• **EXERCISE BRIEF**
Provide a character-exact reproduction of the lines from the line with "horizontally using stdout." to the end of the entries.

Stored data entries
---
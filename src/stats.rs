use alloc::vec::Vec;

/// Occupancy statistics of a table.
#[derive(Debug, Clone, PartialEq)]
pub struct TableStats {
    /// Number of stored entries.
    pub len: usize,
    /// Number of buckets.
    pub capacity: usize,
    /// Buckets holding at least one entry.
    pub occupied_buckets: usize,
    /// Entries per bucket (`len / capacity`). May exceed 1 for chaining.
    pub load_factor: f64,
    /// Fraction of buckets in use (`occupied_buckets / capacity`).
    pub bucket_utilization: f64,
    /// Longest chain (chaining) or longest run of consecutive occupied
    /// slots (probing).
    pub longest_run: usize,
}

impl TableStats {
    pub(crate) fn new(
        len: usize,
        capacity: usize,
        occupied_buckets: usize,
        longest_run: usize,
    ) -> Self {
        Self {
            len,
            capacity,
            occupied_buckets,
            load_factor: ratio(len, capacity),
            bucket_utilization: ratio(occupied_buckets, capacity),
            longest_run,
        }
    }

    /// Pretty-print the statistics.
    #[cfg(feature = "std")]
    pub fn print(&self) {
        println!("=== Hash Table Statistics ===");
        println!(
            "Population: {}/{} ({:.2}% load factor)",
            self.len,
            self.capacity,
            self.load_factor * 100.0
        );
        println!(
            "Bucket Usage: {}/{} ({:.2}% utilization)",
            self.occupied_buckets,
            self.capacity,
            self.bucket_utilization * 100.0
        );
        println!("Longest Run: {}", self.longest_run);
    }
}

fn ratio(part: usize, whole: usize) -> f64 {
    if whole == 0 {
        0.0
    } else {
        part as f64 / whole as f64
    }
}

/// Counts indexed by a small non-negative quantity such as chain length or
/// probe distance.
#[derive(Debug, Clone, PartialEq, Eq)]
pub struct Histogram {
    label: &'static str,
    bins: Vec<usize>,
}

impl Histogram {
    pub(crate) fn new(label: &'static str) -> Self {
        Self {
            label,
            bins: Vec::new(),
        }
    }

    pub(crate) fn record(&mut self, bin: usize) {
        if self.bins.len() <= bin {
            self.bins.resize(bin + 1, 0);
        }
        self.bins[bin] += 1;
    }

    /// What each bin index measures.
    pub fn label(&self) -> &'static str {
        self.label
    }

    /// The counts; `bins()[i]` is the number of samples equal to `i`.
    pub fn bins(&self) -> &[usize] {
        &self.bins
    }

    /// Sum of all counts.
    pub fn total(&self) -> usize {
        self.bins.iter().sum()
    }

    /// Pretty-prints the histogram horizontally using stdout.
    #[cfg(feature = "std")]
    pub fn print(&self) {
        let max = self.bins.iter().copied().max().unwrap_or(0);
        if max == 0 {
            println!("{} histogram: empty", self.label);
            return;
        }

        let max_bar = 60usize;
        let total_units = max_bar * 8;
        println!("{} histogram ({} samples):", self.label, self.total());

        let make_bar = |count: usize| -> alloc::string::String {
            if count == 0 {
                return alloc::string::String::new();
            }
            let units = ((count as u128 * total_units as u128).div_ceil(max as u128)) as usize;
            let mut bar = "█".repeat(units / 8);
            let partial = match units % 8 {
                1 => Some('▏'),
                2 => Some('▎'),
                3 => Some('▍'),
                4 => Some('▌'),
                5 => Some('▋'),
                6 => Some('▊'),
                7 => Some('▉'),
                _ => None,
            };
            bar.extend(partial);
            bar
        };

        for (i, &count) in self.bins.iter().enumerate() {
            println!("{:>3} | {} ({})", i, make_bar(count), count);
        }
    }
}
---
• **WRITTEN SOLUTION**
    /// Pretty-prints the histogram horizontally using stdout.
    #[cfg(feature = "std")]
    pub fn print(&self) {
        let max = self.bins.iter().copied().max().unwrap_or(0);
        if max == 0 {
            println!("{} histogram: empty", self.label);
            return;
        }

        let max_bar = 60usize;
        let total_units = max_bar * 8;
        println!("{} histogram ({} samples):", self.label, self.total());

        let make_bar = |count: usize| -> alloc::string::String {
            if count == 0 {
                return alloc::string::String::new();
            }
            let units = ((count as u128 * total_units as u128).div_ceil(max as u128)) as usize;
            let mut bar = "█".repeat(units / 8);
            let partial = match units % 8 {
                1 => Some('▏'),
                2 => Some('▎'),
                3 => Some('▍'),
                4 => Some('▌'),
                5 => Some('▋'),
                6 => Some('▊'),
                7 => Some('▉'),
                _ => None,
            };
            bar.extend(partial);
            bar
        };

        for (i, &count) in self.bins.iter().enumerate() {
            println!("{:>3} | {} ({})", i, make_bar(count), count);
        }
    }
}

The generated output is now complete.